I’m genuinely uncertain how far this goes. Does Britain actually pivot away from NATO structures? Does it deepen its EU security role? Or is this just posturing until the next election? But the direction is clear. When your closest ally starts publicly saying “we’re fed up,” you’ve lost something you can’t easily get back.

West Bank Killing and the Unraveling of Israeli Control

A Palestinian was shot dead during a settler attack on a West Bank village. Ex-Israeli security chiefs warned that “government sponsored Jewish terrorism” is out of control.

Let me be blunt: when a country’s own security establishment publicly accuses the government of sponsoring terrorism, the government has a legitimacy problem it can’t solve with statements or rebranding.

This isn’t new. Settlers have been attacking Palestinians for decades. But the language is escalating. “Government sponsored” means the current Israeli government is being held responsible by people who actually ran Israeli security. That’s a fracture inside Israeli power structures that’s only getting wider.

Close-up of a vintage typewriter with the word 'Diplomacy' on a paper sheet. Photo by Markus Winkler / Pexels

Hungary’s Voters Are Tired of Orban’s Deals

Lake Balaton was Hungary’s vacation paradise. Now it’s carved up into luxury real estate projects benefiting Orban’s friends. Locals are fed up.

Elections are coming in Hungary, and Orban could lose.

This matters because Orban’s been one of Trump’s few reliable European allies—a leader willing to break with Western consensus on Russia, democracy standards, and rule of law. If Orban loses, Trump loses a crucial vote in the EU that’s been willing to block consensus against Russia. Hungary’s been the brake on unified European responses. Without it, EU decision-making actually accelerates.

My prediction: if Orban loses, Europe hardens its position toward Russia faster than most analysts expect. And Trump, suddenly without his Budapest channel, gets more frustrated with European “obstruction.”

What I’m Watching

Iran’s Parliament response to Vance’s negotiations. Not what gets said publicly, but whether Iran actually reduces its asset-release demand or introduces new conditions. If they keep adding demands, Trump walks and we’re looking at escalation toward late 2024 patterns. Watch through Q1 2025.

Taiwan’s DPP government response to Xi-Cheng meeting. Does Taiwan’s ruling party ignore it, criticize it, or start its own outreach to Beijing? The answer tells you whether this is just theater or actual political repositioning. Timeline: the next Taiwan government statement and whether opposition parties gain polling traction.

Starmer’s actual policy moves, not words. Is Britain deepening NATO commitments to Eastern Europe?
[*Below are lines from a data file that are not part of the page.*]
use std::sync::Arc;

use crate::config::Config;
use crate::llm_client::LanguageModel;
use crate::screening::staging::StagingArea;

/// Shared application state injected into all route handlers via Axum extractors.
#[derive(Clone)]
pub struct AppState {
    /// Built once at startup; every screening run shares it.
    pub llm: Arc<dyn LanguageModel>,
    pub config: Config,
    pub staging: StagingArea,
}
//! Crew: composes agents and tasks into one ordered pipeline and runs it.
//!
//! Tasks run strictly one after another in list order. `Crew::new` rejects any
//! task whose context names a task that does not come earlier, so every
//! upstream output exists before a task starts and cycles cannot occur.
//! Nothing is kept between `kickoff` calls.

use std::collections::{HashMap, HashSet};
use std::sync::Arc;

use serde::Serialize;
use tracing::info;

use crate::crew::agent::{normalize_role, Agent};
use crate::crew::errors::CrewError;
use crate::crew::executor::execute_agent;
use crate::crew::task::Task;
use crate::crew::template::Inputs;
use crate::crew::tools::{delegation_tools, Tool};

/// Final output of one task.
#[derive(Debug, Clone, PartialEq, Serialize)]
pub struct TaskOutput {
    pub task: String,
    pub agent: String,
    pub raw: String,
}

/// Outputs of a completed run, in task order. Only built when every task succeeded.
#[derive(Debug, Clone, Serialize)]
pub struct CrewOutput {
    pub tasks_output: Vec<TaskOutput>,
}

impl CrewOutput {
    pub fn get(&self, task: &str) -> Option<&TaskOutput> {
        self.tasks_output.iter().find(|o| o.task == task)
    }

    /// Raw text of `task`, or an error if the task never ran.
    pub fn raw(&self, task: &str) -> Result<&str, CrewError> {
        self.get(task)
            .map(|o| o.raw.as_str())
            .ok_or_else(|| CrewError::MissingOutput(task.to_string()))
    }
}

/// Write-once output slots for one run.
#[derive(Default)]
struct OutputSlots {
    outputs: Vec<TaskOutput>,
}

impl OutputSlots {
    fn get(&self, task: &str) -> Result<&str, CrewError> {
        self.outputs
            .iter()
            .find(|o| o.task == task)
            .map(|o| o.raw.as_str())
            .ok_or_else(|| CrewError::MissingOutput(task.to_string()))
    }

    fn record(&mut self, output: TaskOutput) -> Result<(), CrewError> {
        if self.outputs.iter().any(|o| o.task == output.task) {
            return Err(CrewError::OutputAlreadySet(output.task));
        }
        self.outputs.push(output);
        Ok(())
    }
}

#[derive(Debug)]
pub struct Crew {
    agents: Vec<Agent>,
    tasks: Vec<Task>,
}

impl Crew {
    /// Validates the pipeline shape: unique names, known agents, context that
    /// only points backwards, and delegation lists naming crew members.
    pub fn new(agents: Vec<Agent>, tasks: Vec<Task>) -> Result<Self, CrewError> {
        let mut roles = HashSet::new();
        for agent in &agents {
            if !roles.insert(normalize_role(&agent.role)) {
                return Err(CrewError::DuplicateAgent(agent.role.clone()));
            }
        }

        for agent in agents.iter().filter(|a| a.allow_delegation) {
            for coworker in &agent.delegates_to {
                let reachable = agents
                    .iter()
                    .any(|other| other.answers_to(coworker) && !agent.answers_to(coworker));
                if !reachable {
                    return Err(CrewError::UnknownCoworker {
                        agent: agent.role.clone(),
                        coworker: coworker.clone(),
                    });
                }
            }
        }

        let mut seen = HashSet::new();
        for task in &tasks {
            if !roles.contains(&normalize_role(&task.agent)) {
                return Err(CrewError::UnknownAgent {
                    task: task.name.clone(),
                    agent: task.agent.clone(),
                });
            }
            for dependency in &task.context {
                if !seen.contains(dependency.as_str()) {
                    return Err(CrewError::InvalidContext {
                        task: task.name.clone(),
                        dependency: dependency.clone(),
                    });
                }
            }
            if !seen.insert(task.name.as_str()) {
                return Err(CrewError::DuplicateTask(task.name.clone()));
            }
        }

        Ok(Self { agents, tasks })
    }

    /// Runs every task in order with `inputs` substituted into all agent and
    /// task templates. The first failure aborts the run and nothing is returned.
    pub async fn kickoff(&self, inputs: &Inputs) -> Result<CrewOutput, CrewError> {
        let agents = self.render_agents(inputs)?;
        let mut slots = OutputSlots::default();

        for (position, task) in self.tasks.iter().enumerate() {
            let agent = agents
                .get(&normalize_role(&task.agent))
                .ok_or_else(|| CrewError::UnknownAgent {
                    task: task.name.clone(),
                    agent: task.agent.clone(),
                })?;

            let context = task
                .context
                .iter()
                .map(|name| slots.get(name))
                .collect::<Result<Vec<_>, _>>()?;
            let prompt = task.render_prompt(inputs, &context)?;
            let tools = self.toolset(task, agent, &agents);

            info!(
                task = %task.name,
                agent = %agent.role,
                step = position + 1,
                of = self.tasks.len(),
                tools = tools.len(),
                "Starting task"
            );

            let raw = execute_agent(agent, &prompt, &tools).await?;

            info!(task = %task.name, chars = raw.len(), "Task completed");

            slots.record(TaskOutput {
                task: task.name.clone(),
                agent: agent.role.clone(),
                raw,
            })?;
        }

        Ok(CrewOutput {
            tasks_output: slots.outputs,
        })
    }

    fn render_agents(&self, inputs: &Inputs) -> Result<HashMap<String, Arc<Agent>>, CrewError> {
        self.agents
            .iter()
            .map(|agent| {
                Ok((normalize_role(&agent.role), Arc::new(agent.render(inputs)?)))
            })
            .collect()
    }

    /// Task tools replace the agent's own when present; delegation tools are
    /// added for agents allowed to delegate.
    fn toolset(
        &self,
        task: &Task,
        agent: &Arc<Agent>,
        agents: &HashMap<String, Arc<Agent>>,
    ) -> Vec<Arc<dyn Tool>> {
        let mut tools = if task.tools.is_empty() {
            agent.tools.clone()
        } else {
            task.tools.clone()
        };

        if agent.allow_delegation {
            // Crew order keeps the coworker list stable across runs.
            let coworkers = self
                .agents
                .iter()
                .filter_map(|a| agents.get(&normalize_role(&a.role)))
                .filter(|other| !Arc::ptr_eq(other, agent) && agent.may_delegate_to(other))
                .cloned()
                .collect();
            tools.extend(delegation_tools(agent, coworkers));
        }

        tools
    }
}

#[cfg(test)]
mod tests {
    use super::*;
    use crate::crew::testing::{text_response, tool_use_response, EchoTool, ScriptedModel};
    use serde_json::json;

    fn make_agent(role: &str, model: Arc<ScriptedModel>) -> Agent {
        Agent::new(role, "Goal of {topic}", "Backstory.", model)
    }

    fn make_inputs() -> Inputs {
        [("topic".to_string(), "hiring".to_string())]
            .into_iter()
            .collect()
    }

    /// Replies with the role name and the turn count so outputs are traceable.
    fn role_echo_model() -> Arc<ScriptedModel> {
        ScriptedModel::new(|request| {
            let role = request
                .system
                .trim_start_matches("You are ")
                .split('.')
                .next()
                .unwrap_or_default()
                .to_string();
            Ok(text_response(&format!("output of {role}")))
        })
    }

    #[test]
    fn test_context_must_point_backwards() {
        let model = ScriptedModel::always_text("x");
        let err = Crew::new(
            vec![make_agent("A", model)],
            vec![
                Task::new("first", "d", "e", "A").with_context(&["second"]),
                Task::new("second", "d", "e", "A"),
            ],
        )
        .unwrap_err();
        assert!(matches!(
            err,
            CrewError::InvalidContext { ref task, ref dependency } if task == "first" && dependency == "second"
        ));
    }

    #[test]
    fn test_self_context_is_rejected() {
        let model = ScriptedModel::always_text("x");
        let err = Crew::new(
            vec![make_agent("A", model)],
            vec![Task::new("loop", "d", "e", "A").with_context(&["loop"])],
        )
        .unwrap_err();
        assert!(matches!(err, CrewError::InvalidContext { .. }));
    }

    #[test]
    fn test_unknown_agent_is_rejected() {
        let err = Crew::new(
            vec![make_agent("A", ScriptedModel::always_text("x"))],
            vec![Task::new("t", "d", "e", "B")],
        )
        .unwrap_err();
        assert!(matches!(err, CrewError::UnknownAgent { .. }));
    }

    #[test]
    fn test_duplicate_task_is_rejected() {
        let err = Crew::new(
            vec![make_agent("A", ScriptedModel::always_text("x"))],
            vec![Task::new("t", "d", "e", "A"), Task::new("t", "d", "e", "A")],
        )
        .unwrap_err();
        assert!(matches!(err, CrewError::DuplicateTask(name) if name == "t"));
    }

    #[test]
    fn test_delegation_to_absent_role_is_rejected() {
        let model = ScriptedModel::always_text("x");
        let err = Crew::new(
            vec![make_agent("A", model).delegating_to(&["Ghost"])],
            vec![Task::new("t", "d", "e", "A")],
        )
        .unwrap_err();
        assert!(matches!(err, CrewError::UnknownCoworker { .. }));
    }

    #[test]
    fn test_self_delegation_is_rejected() {
        let model = ScriptedModel::always_text("x");
        let err = Crew::new(
            vec![make_agent("A", model).delegating_to(&["a"])],
            vec![Task::new("t", "d", "e", "A")],
        )
        .unwrap_err();
        assert!(matches!(err, CrewError::UnknownCoworker { .. }));
    }

    #[tokio::test]
    async fn test_kickoff_runs_in_order_and_passes_context() {
        let model = role_echo_model();
        let crew = Crew::new(
            vec![make_agent("A", model.clone()), make_agent("B", model.clone())],
            vec![
                Task::new("first", "First about {topic}.", "text", "A"),
                Task::new("second", "Second.", "text", "B").with_context(&["first"]),
            ],
        )
        .unwrap();

        let output = crew.kickoff(&make_inputs()).await.unwrap();

        assert_eq!(output.raw("first").unwrap(), "output of A");
        assert_eq!(output.raw("second").unwrap(), "output of B");
        assert_eq!(output.tasks_output[0].task, "first");

        let calls = model.calls();
        assert_eq!(calls.len(), 2);
        assert!(calls[0].messages[0].text().starts_with("First about hiring."));
        assert!(calls[0].system.ends_with("Goal of hiring"));
        assert!(calls[1].messages[0].text().contains("output of A"));
    }

    #[tokio::test]
    async fn test_task_tools_override_agent_tools() {
        let model = ScriptedModel::always_text("done");
        let agent = make_agent("A", model.clone()).with_tools(vec![Arc::new(EchoTool)]);
        let crew = Crew::new(
            vec![agent],
            vec![
                Task::new("with_agent_tools", "d", "e", "A"),
                Task::new("no_override", "d", "e", "A"),
            ],
        )
        .unwrap();
        crew.kickoff(&make_inputs()).await.unwrap();

        for call in model.calls() {
            assert_eq!(call.tools.len(), 1);
            assert_eq!(call.tools[0].name, "echo");
        }
    }

    #[tokio::test]
    async fn test_delegation_tools_only_for_delegating_agent() {
        let model = ScriptedModel::always_text("done");
        let crew = Crew::new(
            vec![
                make_agent("Lead", model.clone()).delegating_to(&["Helper"]),
                make_agent("Helper", model.clone()),
            ],
            vec![
                Task::new("lead_task", "d", "e", "Lead"),
                Task::new("helper_task", "d", "e", "Helper"),
            ],
        )
        .unwrap();
        crew.kickoff(&make_inputs()).await.unwrap();

        let calls = model.calls();
        let lead_tools: Vec<_> = calls[0].tools.iter().map(|t| t.name.as_str()).collect();
        assert_eq!(lead_tools, vec!["delegate_work", "ask_question"]);
        assert!(calls[1].tools.is_empty());
    }

    #[tokio::test]
    async fn test_delegated_coworker_runs_inside_task() {
        let model = ScriptedModel::new(|request| {
            if request.system.starts_with("You are Helper") {
                return Ok(text_response("helper answer"));
            }
            if request.messages.len() == 1 {
                Ok(tool_use_response(
                    "toolu_1",
                    "delegate_work",
                    json!({"task": "help", "context": "ctx", "coworker": "Helper"}),
                ))
            } else {
                Ok(text_response("lead final"))
            }
        });
        let crew = Crew::new(
            vec![
                make_agent("Lead", model.clone()).delegating_to(&["Helper"]),
                make_agent("Helper", model.clone()),
            ],
            vec![Task::new("lead_task", "d", "e", "Lead")],
        )
        .unwrap();

        let output = crew.kickoff(&make_inputs()).await.unwrap();
        assert_eq!(output.raw("lead_task").unwrap(), "lead final");

        let systems: Vec<_> = model
            .calls()
            .iter()
            .map(|c| c.system.split('.').next().unwrap_or_default().to_string())
            .collect();
        assert_eq!(systems, vec!["You are Lead", "You are Helper", "You are Lead"]);
    }

    #[tokio::test]
    async fn test_failure_returns_no_partial_output() {
        let good = ScriptedModel::always_text("fine");
        let crew = Crew::new(
            vec![make_agent("A", good), make_agent("B", ScriptedModel::failing())],
            vec![
                Task::new("first", "d", "e", "A"),
                Task::new("second", "d", "e", "B").with_context(&["first"]),
            ],
        )
        .unwrap();

        let err = crew.kickoff(&make_inputs()).await.unwrap_err();
        assert!(matches!(err, CrewError::Llm { ref agent, .. } if agent == "B"));
    }

    #[test]
    fn test_output_slots_are_write_once() {
        let mut slots = OutputSlots::default();
        let output = TaskOutput {
            task: "analysis".to_string(),
            agent: "Analyst".to_string(),
            raw: "first".to_string(),
        };
        slots.record(output.clone()).unwrap();
        let err = slots
            .record(TaskOutput {
                raw: "second".to_string(),
                ..output
            })
            .unwrap_err();

        assert!(matches!(err, CrewError::OutputAlreadySet(_)));
        assert_eq!(slots.get("analysis").unwrap(), "first");
    }

    #[tokio::test]
    async fn test_missing_input_fails_before_any_model_call() {
        let model = ScriptedModel::always_text("x");
        let crew = Crew::new(
            vec![make_agent("A", model.clone())],
            vec![Task::new("t", "d", "e", "A")],
        )
        .unwrap();

        let err = crew.kickoff(&Inputs::new()).await.unwrap_err();
        assert!(matches!(err, CrewError::MissingInput(key) if key == "topic"));
        assert!(model.calls().is_empty());
    }
}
Signing new EU security agreements? Or is this rhetoric that evaporates once Trump staff realizes the relationship damage? Watch defense spending announcements and military deployments through spring.

Hungarian election results. Orban wins narrowly and Europe’s anti-Russia consensus stays fractured, or Orban loses and you’ll see the EU shift toward defense spending and Russia policy within weeks. This single election ripples through transatlantic security architecture.

The old world had rules everyone mostly agreed to follow. This one doesn’t. That’s not necessarily worse—it might be more honest. But it’s definitely messier.